What you will do: The answer must consist of every line from the data that holds "cause".

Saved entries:
*** Block opens ***
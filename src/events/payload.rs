//! # Event payloads supplied by the host.
//!
//! All records here are transient: the host hands them over for a single
//! handler call and the notifier never stores them. Every field a host might
//! omit is optional or defaulted, so rendering always has something to print.
//!
//! - [`Service`] identifies the monitored target.
//! - [`ErrorValue`] holds whatever the host reported as the failure cause.
//! - [`OutagePayload`], [`FailedCheckPayload`], [`TimingPayload`] are the
//!   per-kind payload shapes.

use chrono::{DateTime, Utc};
use serde::{Deserialize, Serialize};
use serde_json::{Map, Number, Value};

/// Monitored target descriptor. Owned by the host; read-only here.
#[derive(Debug, Clone, Default, PartialEq, Eq, Serialize, Deserialize)]
#[serde(default)]
pub struct Service {
    /// Display name. May be missing or empty on malformed input.
    pub name: Option<String>,
}

impl Service {
    /// Creates a service with the given display name.
    pub fn named(name: impl Into<String>) -> Self {
        Self {
            name: Some(name.into()),
        }
    }

    /// Returns the name if present and non-blank.
    pub fn name(&self) -> Option<&str> {
        self.name.as_deref().filter(|n| !n.trim().is_empty())
    }

    /// Reads a service out of untyped host JSON. Never fails.
    pub fn from_value(value: &Value) -> Self {
        Self {
            name: value.get("name").and_then(Value::as_str).map(str::to_owned),
        }
    }
}

/// Scalar error values.
#[derive(Debug, Clone, PartialEq)]
pub enum Primitive {
    Text(String),
    Number(Number),
    Bool(bool),
}

/// Failure cause as reported by the host.
///
/// Hosts report anything from a plain string to a nested object; this type
/// makes every shape renderable through [`ErrorValue::render`].
///
/// ## Example
/// ```rust
/// use outage_console::ErrorValue;
/// use serde_json::json;
///
/// assert_eq!(ErrorValue::from(json!({"code": 503})).render(), r#"{"code":503}"#);
/// assert_eq!(ErrorValue::from("timeout").render(), r#""timeout""#);
/// assert_eq!(ErrorValue::Unknown.render(), "<unknown error>");
/// ```
#[derive(Debug, Clone, Default, PartialEq, Serialize, Deserialize)]
#[serde(from = "Value", into = "Value")]
pub enum ErrorValue {
    /// Object or array.
    Structured(Value),
    /// String, number or boolean.
    Primitive(Primitive),
    /// Missing or `null`.
    #[default]
    Unknown,
}

/// Placeholder for errors with no usable representation.
pub const UNKNOWN_ERROR: &str = "<unknown error>";

impl ErrorValue {
    /// Wraps a Rust error as a structured value carrying its message and,
    /// when present, the message of its source.
    pub fn from_error(err: &(dyn std::error::Error + 'static)) -> Self {
        let mut map = Map::new();
        map.insert("message".into(), Value::String(err.to_string()));
        if let Some(source) = err.source() {
            map.insert("source".into(), Value::String(source.to_string()));
        }
        ErrorValue::Structured(Value::Object(map))
    }

    /// Renders the value as display text, JSON-style.
    ///
    /// Total over every variant: strings are quoted and escaped, structured
    /// values are compact JSON, unknown values become [`UNKNOWN_ERROR`].
    /// Integral floats print without a fraction (`1.0` renders as `1`).
    pub fn render(&self) -> String {
        match self {
            ErrorValue::Structured(v) => serde_json::to_string(&integral_numbers(v))
                .unwrap_or_else(|_| UNKNOWN_ERROR.to_owned()),
            ErrorValue::Primitive(Primitive::Text(s)) => {
                serde_json::to_string(s).unwrap_or_else(|_| s.clone())
            }
            ErrorValue::Primitive(Primitive::Number(n)) => integral_number(n).to_string(),
            ErrorValue::Primitive(Primitive::Bool(b)) => b.to_string(),
            ErrorValue::Unknown => UNKNOWN_ERROR.to_owned(),
        }
    }
}

impl From<Value> for ErrorValue {
    fn from(value: Value) -> Self {
        match value {
            Value::Null => ErrorValue::Unknown,
            Value::Bool(b) => ErrorValue::Primitive(Primitive::Bool(b)),
            Value::Number(n) => ErrorValue::Primitive(Primitive::Number(n)),
            Value::String(s) => ErrorValue::Primitive(Primitive::Text(s)),
            v @ (Value::Array(_) | Value::Object(_)) => ErrorValue::Structured(v),
        }
    }
}

impl From<ErrorValue> for Value {
    fn from(value: ErrorValue) -> Self {
        match value {
            ErrorValue::Structured(v) => v,
            ErrorValue::Primitive(Primitive::Text(s)) => Value::String(s),
            ErrorValue::Primitive(Primitive::Number(n)) => Value::Number(n),
            ErrorValue::Primitive(Primitive::Bool(b)) => Value::Bool(b),
            ErrorValue::Unknown => Value::Null,
        }
    }
}

impl From<&str> for ErrorValue {
    fn from(s: &str) -> Self {
        ErrorValue::Primitive(Primitive::Text(s.to_owned()))
    }
}

impl From<String> for ErrorValue {
    fn from(s: String) -> Self {
        ErrorValue::Primitive(Primitive::Text(s))
    }
}

/// Outage record: used by `new-outage`, `current-outage` and, as the last
/// outage, by `service-back`.
#[derive(Debug, Clone, Default, PartialEq, Serialize, Deserialize)]
#[serde(default)]
pub struct OutagePayload {
    pub error: ErrorValue,
    /// Outage start, epoch milliseconds.
    pub timestamp: Option<i64>,
}

impl OutagePayload {
    /// Creates an outage record that started at `at`.
    pub fn new(error: impl Into<ErrorValue>, at: DateTime<Utc>) -> Self {
        Self {
            error: error.into(),
            timestamp: Some(at.timestamp_millis()),
        }
    }

    /// Reads an outage record out of untyped host JSON. Never fails.
    pub fn from_value(value: &Value) -> Self {
        Self {
            error: error_field(value),
            timestamp: value.get("timestamp").and_then(as_millis),
        }
    }
}

/// Failed-check record for `service-error`.
#[derive(Debug, Clone, Default, PartialEq, Serialize, Deserialize)]
#[serde(default, rename_all = "camelCase")]
pub struct FailedCheckPayload {
    pub error: ErrorValue,
    /// Consecutive failures so far, as counted by the host.
    pub current_failure_count: Option<u32>,
}

impl FailedCheckPayload {
    pub fn new(error: impl Into<ErrorValue>, current_failure_count: u32) -> Self {
        Self {
            error: error.into(),
            current_failure_count: Some(current_failure_count),
        }
    }

    /// Reads a failed-check record out of untyped host JSON. Never fails.
    pub fn from_value(value: &Value) -> Self {
        Self {
            error: error_field(value),
            current_failure_count: value
                .get("currentFailureCount")
                .and_then(Value::as_u64)
                .and_then(|n| u32::try_from(n).ok()),
        }
    }
}

/// Check timing for `latency-warning` and `service-ok`.
#[derive(Debug, Clone, Default, PartialEq, Serialize, Deserialize)]
#[serde(default, rename_all = "camelCase")]
pub struct TimingPayload {
    /// Response time in milliseconds.
    pub elapsed_time: Option<f64>,
}

impl TimingPayload {
    pub fn new(elapsed_ms: f64) -> Self {
        Self {
            elapsed_time: Some(elapsed_ms),
        }
    }

    /// Reads a timing record out of untyped host JSON. Never fails.
    pub fn from_value(value: &Value) -> Self {
        Self {
            elapsed_time: value
                .get("elapsedTime")
                .and_then(Value::as_f64)
                .filter(|ms| ms.is_finite()),
        }
    }
}

/// Returns `v` as an integer when it has no fractional part and fits
/// losslessly.
pub(crate) fn integral(v: f64) -> Option<i64> {
    (v.is_finite() && v.fract() == 0.0 && v.abs() < 1e15).then(|| v as i64)
}

fn integral_number(n: &Number) -> Number {
    match n.as_f64() {
        Some(f) if n.is_f64() => integral(f).map_or_else(|| n.clone(), Number::from),
        _ => n.clone(),
    }
}

fn integral_numbers(v: &Value) -> Value {
    match v {
        Value::Number(n) => Value::Number(integral_number(n)),
        Value::Array(items) => Value::Array(items.iter().map(integral_numbers).collect()),
        Value::Object(map) => Value::Object(
            map.iter()
                .map(|(k, v)| (k.clone(), integral_numbers(v)))
                .collect(),
        ),
        other => other.clone(),
    }
}

fn error_field(value: &Value) -> ErrorValue {
    value.get("error").cloned().map(ErrorValue::from).unwrap_or_default()
}

fn as_millis(value: &Value) -> Option<i64> {
    value.as_i64().or_else(|| {
        value
            .as_f64()
            .filter(|f| f.is_finite())
            .map(|f| f as i64)
    })
}
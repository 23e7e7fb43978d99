//! Market data types and the enrichment result

use crate::error::{EngineError, Result};
use crate::intent::{Intent, QueryCategory};
use crate::tools::portfolio_builder::{self, Portfolio};
use chrono::{DateTime, Utc};
use serde::{Deserialize, Serialize};
use std::collections::BTreeMap;
use std::fmt;
use std::sync::atomic::{AtomicU64, Ordering};

/// Kind of data a provider can supply
#[derive(Debug, Clone, Copy, PartialEq, Eq, Hash, PartialOrd, Ord, Serialize, Deserialize)]
#[serde(rename_all = "snake_case")]
pub enum DataKind {
    /// Live quote
    Quote,
    /// Historical price series
    Historical,
    /// Economic indicator series
    Indicator,
    /// News headlines
    News,
    /// Model portfolio, computed locally
    Allocation,
}

impl DataKind {
    /// Name used in fact keys and logs
    pub fn as_str(self) -> &'static str {
        match self {
            Self::Quote => "quote",
            Self::Historical => "historical",
            Self::Indicator => "indicator",
            Self::News => "news",
            Self::Allocation => "allocation",
        }
    }

    /// Relevance rank for a query category, lower is more relevant
    pub fn relevance(self, category: QueryCategory) -> u8 {
        use DataKind::{Allocation, Historical, Indicator, News, Quote};
        let order: [DataKind; 5] = match category {
            QueryCategory::Price => [Quote, Historical, News, Indicator, Allocation],
            QueryCategory::Comparison => [Quote, Historical, Indicator, News, Allocation],
            QueryCategory::Portfolio => [Allocation, Indicator, Quote, Historical, News],
            QueryCategory::General => [Quote, News, Indicator, Historical, Allocation],
        };
        order.iter().position(|k| *k == self).map_or(u8::MAX, |p| p as u8)
    }
}

impl fmt::Display for DataKind {
    fn fmt(&self, f: &mut fmt::Formatter<'_>) -> fmt::Result {
        f.write_str(self.as_str())
    }
}

/// Live quote
#[derive(Debug, Clone, PartialEq, Serialize, Deserialize)]
pub struct Quote {
    /// Ticker symbol
    pub symbol: String,
    /// Last price
    pub price: f64,
    /// Previous close
    pub previous_close: Option<f64>,
    /// Absolute change against previous close
    pub change: Option<f64>,
    /// Percent change against previous close
    pub change_percent: Option<f64>,
    /// Session open
    pub open: Option<f64>,
    /// Session high
    pub high: Option<f64>,
    /// Session low
    pub low: Option<f64>,
    /// Session volume
    pub volume: Option<u64>,
    /// Price/earnings ratio
    pub pe_ratio: Option<f64>,
    /// Market capitalization in dollars
    #[serde(default)]
    pub market_cap: Option<f64>,
}

impl Quote {
    /// Quote with only a price
    pub fn new(symbol: impl Into<String>, price: f64) -> Self {
        Self {
            symbol: symbol.into(),
            price,
            previous_close: None,
            change: None,
            change_percent: None,
            open: None,
            high: None,
            low: None,
            volume: None,
            pe_ratio: None,
            market_cap: None,
        }
    }

    /// Set previous close and derive the change fields
    pub fn with_previous_close(mut self, previous_close: f64) -> Self {
        self.previous_close = Some(previous_close);
        if previous_close > 0.0 {
            let change = self.price - previous_close;
            self.change = Some(change);
            self.change_percent = Some(change / previous_close * 100.0);
        }
        self
    }
}

/// Dollar amount with a T/B/M suffix
pub fn format_market_cap(dollars: f64) -> String {
    const SCALES: [(f64, &str); 3] = [(1e12, "T"), (1e9, "B"), (1e6, "M")];
    SCALES
        .iter()
        .find(|(scale, _)| dollars >= *scale)
        .map_or_else(
            || format!("${dollars:.0}"),
            |(scale, suffix)| format!("${:.2}{suffix}", dollars / scale),
        )
}

/// One bar of a historical series
#[derive(Debug, Clone, PartialEq, Serialize, Deserialize)]
pub struct PriceBar {
    /// Bar timestamp
    pub timestamp: DateTime<Utc>,
    /// Close price
    pub close: f64,
    /// Volume
    pub volume: u64,
}

/// Historical price series for one symbol
#[derive(Debug, Clone, PartialEq, Serialize, Deserialize)]
pub struct HistoricalSeries {
    /// Ticker symbol
    pub symbol: String,
    /// Bars, oldest first
    pub bars: Vec<PriceBar>,
}

impl HistoricalSeries {
    /// Percent change from first to last close
    pub fn period_change_percent(&self) -> Option<f64> {
        let first = self.bars.first()?.close;
        let last = self.bars.last()?.close;
        (first > 0.0).then(|| (last - first) / first * 100.0)
    }
}

/// Direction of an indicator over its recent observations
#[derive(Debug, Clone, Copy, PartialEq, Eq, Serialize, Deserialize)]
#[serde(rename_all = "snake_case")]
pub enum Trend {
    /// Latest above the earlier value
    Rising,
    /// Latest below the earlier value
    Falling,
    /// Unchanged
    Flat,
}

/// Dated value of an indicator
#[derive(Debug, Clone, PartialEq, Serialize, Deserialize)]
pub struct Observation {
    /// Observation date (YYYY-MM-DD)
    pub date: String,
    /// Value
    pub value: f64,
}

/// Economic indicator series
#[derive(Debug, Clone, PartialEq, Serialize, Deserialize)]
pub struct Indicator {
    /// Series id (e.g. "FEDFUNDS")
    pub series_id: String,
    /// Observations, newest first
    pub observations: Vec<Observation>,
}

impl Indicator {
    /// Most recent observation
    pub fn latest(&self) -> Option<&Observation> {
        self.observations.first()
    }

    /// Trend over up to the last five observations
    pub fn trend(&self) -> Option<Trend> {
        let latest = self.observations.first()?.value;
        let earlier = self.observations.iter().take(5).last()?.value;
        Some(if latest > earlier {
            Trend::Rising
        } else if latest < earlier {
            Trend::Falling
        } else {
            Trend::Flat
        })
    }
}

/// News headline
#[derive(Debug, Clone, PartialEq, Serialize, Deserialize)]
pub struct NewsItem {
    /// Headline
    pub title: String,
    /// Link
    pub url: Option<String>,
    /// Publisher
    pub source: Option<String>,
    /// Short description
    pub summary: Option<String>,
    /// Publish time
    pub published_at: Option<DateTime<Utc>>,
}

/// A value fetched from a provider
#[derive(Debug, Clone, PartialEq, Serialize, Deserialize)]
#[serde(tag = "kind", content = "data", rename_all = "snake_case")]
pub enum DataPoint {
    /// Live quote
    Quote(Quote),
    /// Historical series
    Historical(HistoricalSeries),
    /// Economic indicator
    Indicator(Indicator),
    /// Headlines
    News(Vec<NewsItem>),
    /// Model portfolio
    Allocation(Portfolio),
}

impl DataPoint {
    /// Kind of this value
    pub fn kind(&self) -> DataKind {
        match self {
            Self::Quote(_) => DataKind::Quote,
            Self::Historical(_) => DataKind::Historical,
            Self::Indicator(_) => DataKind::Indicator,
            Self::News(_) => DataKind::News,
            Self::Allocation(_) => DataKind::Allocation,
        }
    }

    /// One-line key/value rendering used in prompts and templates
    pub fn render(&self) -> String {
        match self {
            Self::Quote(q) => {
                let mut out = format!("price ${:.2}", q.price);
                if let (Some(change), Some(pct)) = (q.change, q.change_percent) {
                    out.push_str(&format!(", change {change:+.2} ({pct:+.2}%)"));
                }
                if let (Some(low), Some(high)) = (q.low, q.high) {
                    out.push_str(&format!(", day range {low:.2}-{high:.2}"));
                }
                if let Some(pe) = q.pe_ratio {
                    out.push_str(&format!(", P/E {pe:.2}"));
                }
                if let Some(cap) = q.market_cap {
                    out.push_str(&format!(", market cap {}", format_market_cap(cap)));
                }
                out
            }
            Self::Historical(h) => {
                let mut out = format!("{} bars", h.bars.len());
                if let (Some(first), Some(last)) = (h.bars.first(), h.bars.last()) {
                    out.push_str(&format!(
                        ", {} close {:.2} -> {} close {:.2}",
                        first.timestamp.format("%Y-%m-%d"),
                        first.close,
                        last.timestamp.format("%Y-%m-%d"),
                        last.close
                    ));
                }
                if let Some(pct) = h.period_change_percent() {
                    out.push_str(&format!(" ({pct:+.2}%)"));
                }
                out
            }
            Self::Indicator(i) => match i.latest() {
                Some(latest) => {
                    let trend = match i.trend() {
                        Some(Trend::Rising) => ", rising",
                        Some(Trend::Falling) => ", falling",
                        _ => "",
                    };
                    format!("{} as of {}{trend}", latest.value, latest.date)
                }
                None => "no observations".to_string(),
            },
            Self::News(items) => items
                .iter()
                .map(|n| match &n.source {
                    Some(src) => format!("\"{}\" ({src})", n.title),
                    None => format!("\"{}\"", n.title),
                })
                .collect::<Vec<_>>()
                .join("; "),
            Self::Allocation(p) => p.summary(),
        }
    }
}

/// Identifies one enrichment job: what kind of data about which subject
#[derive(Debug, Clone, PartialEq, Eq, Hash, PartialOrd, Ord, Serialize, Deserialize)]
pub struct FactKey {
    /// Data kind
    pub kind: DataKind,
    /// Ticker, series id, or news query
    pub subject: String,
}

impl FactKey {
    /// Create a key
    pub fn new(kind: DataKind, subject: impl Into<String>) -> Self {
        Self {
            kind,
            subject: subject.into(),
        }
    }
}

impl fmt::Display for FactKey {
    fn fmt(&self, f: &mut fmt::Formatter<'_>) -> fmt::Result {
        write!(f, "{}:{}", self.kind, self.subject)
    }
}

static FETCH_SEQUENCE: AtomicU64 = AtomicU64::new(1);

/// A fetched value with its provenance
#[derive(Debug, Clone, PartialEq, Serialize, Deserialize)]
pub struct Fact {
    /// The value
    pub value: DataPoint,
    /// Provider that supplied it
    pub provider: String,
    /// Process-wide fetch order, strictly increasing
    pub sequence: u64,
    /// Wall-clock fetch time
    pub fetched_at: DateTime<Utc>,
}

impl Fact {
    /// Stamp a freshly fetched value
    pub fn new(value: DataPoint, provider: impl Into<String>) -> Self {
        Self {
            value,
            provider: provider.into(),
            sequence: FETCH_SEQUENCE.fetch_add(1, Ordering::Relaxed),
            fetched_at: Utc::now(),
        }
    }
}

/// Outcome of enriching one query; partial results are valid
#[derive(Debug, Clone, Default, Serialize)]
pub struct EnrichmentResult {
    facts: BTreeMap<FactKey, Fact>,
    missing: Vec<FactKey>,
    timed_out: bool,
}

impl EnrichmentResult {
    /// Empty result
    pub fn new() -> Self {
        Self::default()
    }

    /// Insert a fetched fact
    pub fn insert(&mut self, key: FactKey, fact: Fact) {
        self.missing.retain(|k| k != &key);
        self.facts.insert(key, fact);
    }

    /// Record a key that could not be fetched
    pub fn mark_missing(&mut self, key: FactKey) {
        if !self.facts.contains_key(&key) && !self.missing.contains(&key) {
            self.missing.push(key);
        }
    }

    /// Record that the caller deadline cut the fetch short
    pub fn mark_timed_out(&mut self) {
        self.timed_out = true;
    }

    /// Fact for a key
    pub fn get(&self, key: &FactKey) -> Option<&Fact> {
        self.facts.get(key)
    }

    /// Quote for a symbol, if fetched
    pub fn quote(&self, symbol: &str) -> Option<&Quote> {
        match &self.facts.get(&FactKey::new(DataKind::Quote, symbol))?.value {
            DataPoint::Quote(q) => Some(q),
            _ => None,
        }
    }

    /// All facts in key order
    pub fn facts(&self) -> impl Iterator<Item = (&FactKey, &Fact)> {
        self.facts.iter()
    }

    /// Facts of one kind
    pub fn facts_of(&self, kind: DataKind) -> impl Iterator<Item = (&FactKey, &Fact)> {
        self.facts.iter().filter(move |(k, _)| k.kind == kind)
    }

    /// Facts ordered most relevant first for an intent
    ///
    /// Within a kind, subjects follow the intent's ticker order.
    pub fn ranked(&self, intent: &Intent) -> Vec<(&FactKey, &Fact)> {
        let mut ranked: Vec<_> = self.facts.iter().collect();
        ranked.sort_by_key(|(k, f)| {
            let ticker_pos = intent
                .tickers
                .iter()
                .position(|t| t == &k.subject)
                .unwrap_or(usize::MAX);
            (k.kind.relevance(intent.category), ticker_pos, f.sequence)
        });
        ranked
    }

    /// Add the model portfolio a portfolio intent asks for
    ///
    /// Computed from the parsed risk profile and amount, so it is present
    /// even when every data provider is down.
    pub fn add_allocation(&mut self, intent: &Intent) {
        if let Some(portfolio) = portfolio_builder::for_intent(intent) {
            let key = FactKey::new(DataKind::Allocation, portfolio.risk_profile.clone());
            self.insert(key, Fact::new(DataPoint::Allocation(portfolio), "portfolio_builder"));
        }
    }

    /// Keys that were requested but not fetched
    pub fn missing(&self) -> &[FactKey] {
        &self.missing
    }

    /// Whether the caller deadline cut the fetch short
    pub fn timed_out(&self) -> bool {
        self.timed_out
    }

    /// Number of facts
    pub fn len(&self) -> usize {
        self.facts.len()
    }

    /// Whether no fact was fetched
    pub fn is_empty(&self) -> bool {
        self.facts.is_empty()
    }

    /// Fail with `InsufficientData` when a price query has no quote at all
    pub fn check_required(&self, intent: &Intent) -> Result<()> {
        if intent.category == QueryCategory::Price
            && !intent.tickers.is_empty()
            && self.facts_of(DataKind::Quote).next().is_none()
        {
            return Err(EngineError::InsufficientData(format!(
                "no live quote available for {}",
                intent.tickers.join(", ")
            )));
        }
        Ok(())
    }
}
*** Block closes ***
Result of the exercise:
//! - [`ErrorValue`] holds whatever the host reported as the failure cause.
/// Failure cause as reported by the host.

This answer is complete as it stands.